Hof – Eben ist, erhaben, festlich und in farbiger Vielfalt der Register, ein Präludium von Nicolaus Bruhns verklungen. Da kann der Dichter gar nicht anders als die große Heidenreichorgel der St. Michaeliskirche rühmen: Ein „unglaubliches Instrument“ nennt sie Robert Schneider, und Johann Sebastian Bach – literarisch-musikalisches Zentrum dieses Nachmittags – preist er als „unglaublichen Denker“, in dessen Kunst sich „Ratio und Gefühl“ in „perfekter Balance“ vereinen.

Nach diesem allen, nach Lebensbuntheit, nach Verstand und Herz im Gleichgewicht, strebt der prominente Autor selbst. „Ich bin Romantiker“, bekannte Schneider, als er am Sonntag zur Eröffnung der Heidenreichtage (und auf Einladung des Hofer Dekanats und der Buchhandlung Grau & Cie.) in der Stadtkirche vor gut und gern 220 Zuhörern vorlas, aus seinem jüngsten, im September 2007 erschienenen Roman „Die Offenbarung“. Darin erzählt er – um eines seiner Lieblingswörter aufzugreifen – eine „unglaubliche“ Geschichte, „etwas Kauziges, Komisches mit durchaus ernstem Anspruch“; hier sieht sich der 47-jährige Österreicher nah beim hochfränkischen Romantiker Jean Paul, auch wenn er ihn, leider, Schoh Pohl nennt.

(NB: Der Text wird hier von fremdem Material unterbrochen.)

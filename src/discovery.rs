//! Link discovery: deciding which links on an unknown front page are
//! probably individual news articles.
//!
//! The engine works in layered passes over the parsed markup:
//!
//! 1. Find "news containers" via structural selectors, falling back to any
//!    element whose class tokens contain a listing keyword.
//! 2. Collect candidate anchors: heading links inside containers first,
//!    then anchors with headline-length text; if containers yield nothing,
//!    fall back to page-wide heading links and headline-length anchors.
//! 3. Score each candidate: resolve to an absolute same-origin URL, drop
//!    anything on the exclusion list, then test the path against the
//!    article-shape patterns, structural path heuristics, and the anchor
//!    text heuristic.
//! 4. If nothing was accepted, a last-resort pass re-scans every anchor on
//!    the page using only the origin, exclusion, and pattern tests.
//!
//! The engine is a pure function of the markup and parameters: same input,
//! same ordered output. It never fails; absence of findings is an empty vec.

use crate::rules::Rules;
use crate::utils::normalize_ws;
use scraper::{ElementRef, Html};
use std::collections::HashSet;
use tracing::{debug, instrument, warn};
use url::Url;

/// Where a candidate anchor was found; higher-confidence kinds come first
/// in the candidate ordering.
#[derive(Debug, Clone, Copy, PartialEq, Eq)]
pub enum ContainerKind {
    /// Inside an h1-h4 heading (within a container or page-wide).
    Heading,
    /// Inside a recognized news container, outside a heading.
    StructuredContainer,
    /// A bare anchor matched only by its headline-length text.
    GenericAnchor,
}

struct Candidate<'a> {
    link: ElementRef<'a>,
    kind: ContainerKind,
}

/// Discover probable article URLs on a site's front page.
///
/// Returns up to `max_links` absolute URLs in discovery order, deduplicated,
/// all sharing the origin of `site_url`. Never errors; a page with no
/// usable anchors yields an empty vec.
#[instrument(level = "debug", skip_all, fields(site = %site_url, max_links))]
pub fn discover_links(
    html: &str,
    site_url: &Url,
    max_links: usize,
    rules: &Rules,
) -> Vec<String> {
    if max_links == 0 {
        return Vec::new();
    }
    let Some(site_host) = site_url.host_str() else {
        warn!("Site URL has no host; nothing to discover");
        return Vec::new();
    };

    let document = Html::parse_document(html);
    let base = link_base(site_url);

    let candidates = collect_candidates(&document, rules);
    debug!(count = candidates.len(), "Collected candidate anchors");

    let mut accepted: Vec<String> = Vec::new();
    let mut seen: HashSet<String> = HashSet::new();

    for candidate in &candidates {
        if accepted.len() >= max_links {
            break;
        }
        let href = candidate.link.attr("href").unwrap_or_default();
        let Some(full) = resolve_href(&base, href) else {
            continue;
        };
        if !same_origin(&full, site_host) || is_excluded(&full, rules) {
            continue;
        }

        let text = anchor_text(&candidate.link);
        let shaped = matches_article_pattern(full.path(), rules)
            || path_heuristics(full.path())
            || headline_text_heuristic(&text, rules);
        if !shaped {
            continue;
        }

        let url = full.to_string();
        if seen.insert(url.clone()) {
            debug!(%url, kind = ?candidate.kind, "Accepted article link");
            accepted.push(url);
        }
    }

    // Last resort: every anchor on the page, pattern test only.
    if accepted.is_empty() {
        warn!("No links accepted from containers; falling back to URL patterns");
        for link in document.select(&rules.anchors) {
            if accepted.len() >= max_links {
                break;
            }
            let href = link.attr("href").unwrap_or_default();
            let Some(full) = resolve_href(&base, href) else {
                continue;
            };
            if !same_origin(&full, site_host) || is_excluded(&full, rules) {
                continue;
            }
            if matches_article_pattern(full.path(), rules) {
                let url = full.to_string();
                if seen.insert(url.clone()) {
                    debug!(%url, "Accepted article link by pattern");
                    accepted.push(url);
                }
            }
        }
    }

    accepted
}

/// Gather candidate anchors in priority order, deduplicated by node
/// identity so an anchor found via several passes is scored once.
fn collect_candidates<'a>(document: &'a Html, rules: &Rules) -> Vec<Candidate<'a>> {
    let mut containers: Vec<ElementRef<'a>> = Vec::new();
    for selector in &rules.container_selectors {
        containers.extend(document.select(selector));
    }
    if containers.is_empty() {
        for element in document.select(&rules.classed_elements) {
            let classes = element.attr("class").unwrap_or_default().to_lowercase();
            if rules.listing_keywords.iter().any(|k| classes.contains(k)) {
                containers.push(element);
            }
        }
    }

    let mut candidates: Vec<Candidate<'a>> = Vec::new();
    for container in &containers {
        for link in container.select(&rules.heading_links) {
            candidates.push(Candidate {
                link,
                kind: ContainerKind::Heading,
            });
        }
        for link in container.select(&rules.anchors) {
            if anchor_text(&link).chars().count() > rules.min_container_anchor_chars {
                candidates.push(Candidate {
                    link,
                    kind: ContainerKind::StructuredContainer,
                });
            }
        }
    }

    if candidates.is_empty() {
        for link in document.select(&rules.fallback_heading_links) {
            candidates.push(Candidate {
                link,
                kind: ContainerKind::Heading,
            });
        }
        for link in document.select(&rules.anchors) {
            let len = anchor_text(&link).chars().count();
            if len > 30 && len < 150 {
                candidates.push(Candidate {
                    link,
                    kind: ContainerKind::GenericAnchor,
                });
            }
        }
    }

    let mut seen_nodes = HashSet::new();
    candidates.retain(|c| seen_nodes.insert(c.link.id()));
    candidates
}

/// Base URL relative hrefs resolve against: the site origin with path,
/// query, and fragment cleared, so front-page links resolve from the root.
fn link_base(site_url: &Url) -> Url {
    let mut base = site_url.clone();
    base.set_path("/");
    base.set_query(None);
    base.set_fragment(None);
    base
}

fn resolve_href(base: &Url, href: &str) -> Option<Url> {
    let href = href.trim();
    if href.is_empty() || href.starts_with('#') || href.starts_with("javascript:") {
        return None;
    }
    let full = base.join(href).ok()?;
    full.host_str()?;
    Some(full)
}

/// The candidate host must contain the site host, which admits the site
/// itself and its subdomains while rejecting foreign origins.
fn same_origin(url: &Url, site_host: &str) -> bool {
    url.host_str().is_some_and(|h| h.contains(site_host))
}

fn is_excluded(url: &Url, rules: &Rules) -> bool {
    let lowered = url.as_str().to_lowercase();
    rules
        .exclude_fragments
        .iter()
        .any(|fragment| lowered.contains(fragment))
}

fn matches_article_pattern(path: &str, rules: &Rules) -> bool {
    rules.article_patterns.iter().any(|p| p.is_match(path))
}

/// Structural fallback for paths matching no known pattern: at least two
/// segments, and either a long final segment (a slug) or a digit somewhere
/// (an id or date).
fn path_heuristics(path: &str) -> bool {
    let segments: Vec<&str> = path.split('/').filter(|s| !s.is_empty()).collect();
    if segments.len() < 2 {
        return false;
    }
    segments
        .last()
        .is_some_and(|s| s.chars().count() > 10)
        || segments
            .iter()
            .any(|s| s.chars().any(|c| c.is_ascii_digit()))
}

/// Headline-shaped anchor text marks a link as article-shaped regardless of
/// its URL: typical headline length plus a colon or a reporting verb.
fn headline_text_heuristic(text: &str, rules: &Rules) -> bool {
    let len = text.chars().count();
    if len <= 30 || len >= 200 {
        return false;
    }
    if text.contains(':') {
        return true;
    }
    let lowered = text.to_lowercase();
    rules.reporting_verbs.iter().any(|v| lowered.contains(v))
}

fn anchor_text(link: &ElementRef) -> String {
    normalize_ws(&link.text().collect::<Vec<_>>().join(" "))
}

Mit Orgelspiel wie mit dem Jahr 1992 hat Schneiders Biografie eng zu tun. Nicht als Schriftsteller, sondern als Musiker und Organist begann der gebürtige Bregenzer seine künstlerische Laufbahn. 1992 dann brachte Reclam in Leipzig seinen – international bald fulminant erfolgreichen – Debütroman „Schlafes Bruder“ heraus, worin ein beinah zauberisch begabter vorarlberger Dorfbursche durch schier unirdische Tastenkunst Wunderwirkungen entfaltet. Ins selbe Jahr 1992 führt nun das neue Buch, nach Naumburg diesmal und neuerlich zu einer kuriosen Hauptfigur. Jenem Enthusiasten – Jakob Kemper, gelernter Bürstenmacher und mittelmäßiger Musikus – gelingt ein Sensationsfund: Im Körperinneren der Wenzelsorgel fällt ihm eine Urschrift Bachs aus dessen letzten Lebensjahren in die Hände, ein Endzeit-Oratorium nach der neutestamentlichen Offenbarung des Johannes. Ein Mysterium: Wer in der Partitur blättert, taucht in Bilder seines eigenen Lebens, in Erlittenes, Verdrängtes, Verschuldetes ein; er liest darin „eigentlich über sich“.

Anschauungsmaterial

Robert Schneider liest lebhaft und spannend, prononciert und pointiert. Seinen dürftigen Helden kann er ganz gut leiden, hält aber Distanz und mokiert sich schon mal über ihn. Für Schneider, der mit leichtem, sympathischem Österreicher-Akzent vorträgt, ist Sprache Anschauungsmaterial; einen ausgeprägten Personalstil darf er nicht beanspruchen: Meist sachlich-neutral, seltener poetisch-untergründig schreitet die Prosa voran – und verliert, bei aller Eigenwilligkeit und Spannung der Ereignisse, neben den sich dazwischenschiebenden Orgelkompositionen an Eigenglanz. Kantor Georg Stanek verzichtet in einer magisch-stillen „b-a-c-h“-Improvisation auf bloß bebildernde Effekte und lässt sich lieber aufs Atmosphärische, Mysteriöse, auf die Unglaublichkeit des Manuskriptfunds ein. Mit einem Bach-Choral (BWV 740) scheint er gemessenen Schrittes Jakob Kempers Entdeckerruhmgier und Aufregung beschwichtigen zu wollen; und setzt mit einem Präludium (BWV 552/I) einen gutmütigen, fast launigen Schlusspunkt, was wohl aufs „Komische“, „Kauzige“ des Stoffes verweist.

Der übrigens ist so ganz neu nicht. Schon 1867, im viel gelesenen Gartenlaube-Roman „Das Geheimnis der alten Mamsell“, fantasierte die weiland Erfolgsautorin Eugenie Marlitt über eine nicht minder geheime Bach-Handschrift. Eine Oper war’s damals, eine „Operette“ des Altmeisters gar, und nicht um das Ende der Welt ging’s darin, nur, so unglaublich das klingt, um „Die Klugheit der Obrigkeit in Anordnung des Bierbrauens“.

Weitere Orgelkonzerte am 1. und 8. Februar (jeweils 17 Uhr).